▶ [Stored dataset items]
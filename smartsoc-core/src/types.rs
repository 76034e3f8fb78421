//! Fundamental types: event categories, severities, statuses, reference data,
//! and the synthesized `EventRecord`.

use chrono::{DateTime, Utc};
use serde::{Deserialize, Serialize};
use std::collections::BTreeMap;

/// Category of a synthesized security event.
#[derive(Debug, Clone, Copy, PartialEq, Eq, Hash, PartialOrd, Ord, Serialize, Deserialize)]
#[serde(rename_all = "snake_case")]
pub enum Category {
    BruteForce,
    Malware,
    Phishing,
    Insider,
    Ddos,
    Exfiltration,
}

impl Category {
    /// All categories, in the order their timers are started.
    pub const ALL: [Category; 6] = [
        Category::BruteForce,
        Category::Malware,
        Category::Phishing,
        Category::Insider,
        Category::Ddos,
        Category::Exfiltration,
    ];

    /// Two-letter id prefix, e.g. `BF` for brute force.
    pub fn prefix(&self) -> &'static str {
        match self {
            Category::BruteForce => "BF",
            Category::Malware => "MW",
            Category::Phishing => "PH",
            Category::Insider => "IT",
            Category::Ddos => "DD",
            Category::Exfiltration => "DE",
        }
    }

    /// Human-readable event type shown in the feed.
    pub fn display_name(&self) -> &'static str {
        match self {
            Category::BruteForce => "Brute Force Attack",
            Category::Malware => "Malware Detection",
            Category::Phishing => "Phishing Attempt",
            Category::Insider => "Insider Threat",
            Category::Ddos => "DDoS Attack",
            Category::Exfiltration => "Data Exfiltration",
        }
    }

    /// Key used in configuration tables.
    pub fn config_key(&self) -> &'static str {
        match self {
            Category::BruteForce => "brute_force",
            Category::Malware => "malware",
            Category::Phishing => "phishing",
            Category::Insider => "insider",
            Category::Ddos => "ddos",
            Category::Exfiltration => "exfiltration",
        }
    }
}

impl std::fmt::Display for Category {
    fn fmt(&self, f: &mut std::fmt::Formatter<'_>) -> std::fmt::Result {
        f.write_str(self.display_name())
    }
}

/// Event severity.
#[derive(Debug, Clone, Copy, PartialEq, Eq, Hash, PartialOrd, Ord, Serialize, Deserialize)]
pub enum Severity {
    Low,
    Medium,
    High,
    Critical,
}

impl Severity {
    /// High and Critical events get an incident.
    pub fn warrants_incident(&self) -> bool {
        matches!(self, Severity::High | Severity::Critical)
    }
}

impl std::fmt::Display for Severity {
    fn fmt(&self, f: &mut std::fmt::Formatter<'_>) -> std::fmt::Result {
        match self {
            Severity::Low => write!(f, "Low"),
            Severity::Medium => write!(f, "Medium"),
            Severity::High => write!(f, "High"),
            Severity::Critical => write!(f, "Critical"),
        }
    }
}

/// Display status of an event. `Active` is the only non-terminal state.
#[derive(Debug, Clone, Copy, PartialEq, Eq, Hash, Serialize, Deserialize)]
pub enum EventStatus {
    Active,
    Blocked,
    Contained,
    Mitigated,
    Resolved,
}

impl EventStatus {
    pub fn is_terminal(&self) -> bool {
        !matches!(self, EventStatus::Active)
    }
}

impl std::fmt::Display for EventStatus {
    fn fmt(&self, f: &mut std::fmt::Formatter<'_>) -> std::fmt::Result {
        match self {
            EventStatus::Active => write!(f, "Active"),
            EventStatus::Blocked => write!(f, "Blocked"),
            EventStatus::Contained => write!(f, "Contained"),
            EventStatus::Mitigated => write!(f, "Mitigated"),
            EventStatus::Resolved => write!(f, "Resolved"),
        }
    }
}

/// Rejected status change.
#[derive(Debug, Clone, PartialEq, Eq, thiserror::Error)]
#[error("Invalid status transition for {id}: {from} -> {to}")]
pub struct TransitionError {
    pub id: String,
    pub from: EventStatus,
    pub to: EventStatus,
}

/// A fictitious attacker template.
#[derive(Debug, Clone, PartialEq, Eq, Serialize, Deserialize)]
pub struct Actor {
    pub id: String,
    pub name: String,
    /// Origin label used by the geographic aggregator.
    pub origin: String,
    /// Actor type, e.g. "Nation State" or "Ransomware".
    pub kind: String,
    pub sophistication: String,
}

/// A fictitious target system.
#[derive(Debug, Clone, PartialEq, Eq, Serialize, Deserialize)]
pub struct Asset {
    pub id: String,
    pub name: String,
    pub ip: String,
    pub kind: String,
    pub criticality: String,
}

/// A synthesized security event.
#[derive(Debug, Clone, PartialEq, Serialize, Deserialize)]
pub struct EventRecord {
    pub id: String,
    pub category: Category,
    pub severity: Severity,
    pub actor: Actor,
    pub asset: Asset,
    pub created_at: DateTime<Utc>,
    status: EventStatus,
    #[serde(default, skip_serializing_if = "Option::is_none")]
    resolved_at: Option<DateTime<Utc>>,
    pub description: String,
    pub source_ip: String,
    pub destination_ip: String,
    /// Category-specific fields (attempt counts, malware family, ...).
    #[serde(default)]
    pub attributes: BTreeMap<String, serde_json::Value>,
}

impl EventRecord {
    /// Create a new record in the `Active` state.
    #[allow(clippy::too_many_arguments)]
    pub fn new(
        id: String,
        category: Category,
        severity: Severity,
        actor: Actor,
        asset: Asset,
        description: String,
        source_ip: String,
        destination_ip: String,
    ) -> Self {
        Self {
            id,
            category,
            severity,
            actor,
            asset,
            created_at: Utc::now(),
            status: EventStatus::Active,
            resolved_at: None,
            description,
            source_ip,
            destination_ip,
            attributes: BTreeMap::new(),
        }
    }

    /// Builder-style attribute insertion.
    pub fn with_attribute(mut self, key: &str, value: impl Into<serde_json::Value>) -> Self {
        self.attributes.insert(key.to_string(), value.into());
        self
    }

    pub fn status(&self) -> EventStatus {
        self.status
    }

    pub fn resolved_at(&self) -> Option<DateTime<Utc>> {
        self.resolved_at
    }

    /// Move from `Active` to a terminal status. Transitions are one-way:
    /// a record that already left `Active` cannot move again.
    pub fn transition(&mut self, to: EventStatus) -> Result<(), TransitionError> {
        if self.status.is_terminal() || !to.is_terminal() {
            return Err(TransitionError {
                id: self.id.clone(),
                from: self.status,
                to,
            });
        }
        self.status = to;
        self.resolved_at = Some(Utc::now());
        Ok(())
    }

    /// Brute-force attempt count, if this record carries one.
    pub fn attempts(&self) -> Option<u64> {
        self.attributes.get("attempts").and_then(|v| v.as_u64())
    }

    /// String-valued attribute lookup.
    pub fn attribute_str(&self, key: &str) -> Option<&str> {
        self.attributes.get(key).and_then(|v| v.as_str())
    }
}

---

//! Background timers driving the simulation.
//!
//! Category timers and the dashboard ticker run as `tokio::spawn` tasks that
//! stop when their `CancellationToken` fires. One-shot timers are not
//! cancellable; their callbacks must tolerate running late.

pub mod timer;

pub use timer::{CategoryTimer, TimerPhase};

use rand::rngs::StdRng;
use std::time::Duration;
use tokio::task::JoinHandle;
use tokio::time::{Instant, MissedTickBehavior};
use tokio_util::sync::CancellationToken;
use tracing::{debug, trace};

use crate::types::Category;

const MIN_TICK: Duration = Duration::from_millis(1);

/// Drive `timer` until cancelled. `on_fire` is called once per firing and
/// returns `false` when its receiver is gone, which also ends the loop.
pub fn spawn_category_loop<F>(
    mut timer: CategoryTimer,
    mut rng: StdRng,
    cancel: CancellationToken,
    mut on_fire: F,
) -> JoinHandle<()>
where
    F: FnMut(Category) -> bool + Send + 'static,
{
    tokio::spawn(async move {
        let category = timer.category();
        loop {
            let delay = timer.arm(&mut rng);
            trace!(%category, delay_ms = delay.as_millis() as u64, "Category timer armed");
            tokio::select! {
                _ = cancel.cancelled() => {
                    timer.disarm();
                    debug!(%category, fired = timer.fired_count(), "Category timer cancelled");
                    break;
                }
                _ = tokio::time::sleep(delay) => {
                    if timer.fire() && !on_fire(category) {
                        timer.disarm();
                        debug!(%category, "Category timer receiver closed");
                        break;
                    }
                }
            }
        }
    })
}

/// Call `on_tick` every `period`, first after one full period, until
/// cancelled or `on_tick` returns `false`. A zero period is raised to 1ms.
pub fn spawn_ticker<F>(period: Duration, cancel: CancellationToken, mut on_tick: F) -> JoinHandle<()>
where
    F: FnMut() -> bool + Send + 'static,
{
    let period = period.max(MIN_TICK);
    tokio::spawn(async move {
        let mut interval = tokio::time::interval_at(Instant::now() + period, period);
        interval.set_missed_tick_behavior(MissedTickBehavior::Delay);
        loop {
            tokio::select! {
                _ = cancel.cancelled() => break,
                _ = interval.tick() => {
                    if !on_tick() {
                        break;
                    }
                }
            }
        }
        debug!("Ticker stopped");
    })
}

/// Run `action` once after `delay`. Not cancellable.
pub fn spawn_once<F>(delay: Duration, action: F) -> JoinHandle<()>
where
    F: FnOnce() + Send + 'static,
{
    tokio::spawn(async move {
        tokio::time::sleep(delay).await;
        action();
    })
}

▶ [What to produce]
The range runs from the line above containing "filename smartsoc-core/src/types.rs" to the line containing "timers are started.", inclusive. Restate those lines word for word and no others.

▶ [Written reply]
filename smartsoc-core/src/types.rs
repository 76034e3f8fb78421
//! Fundamental types: event categories, severities, statuses, reference data,
//! and the synthesized `EventRecord`.

use chrono::{DateTime, Utc};
use serde::{Deserialize, Serialize};
use std::collections::BTreeMap;

/// Category of a synthesized security event.
#[derive(Debug, Clone, Copy, PartialEq, Eq, Hash, PartialOrd, Ord, Serialize, Deserialize)]
#[serde(rename_all = "snake_case")]
pub enum Category {
    BruteForce,
    Malware,
    Phishing,
    Insider,
    Ddos,
    Exfiltration,
}

impl Category {
    /// All categories, in the order their timers are started.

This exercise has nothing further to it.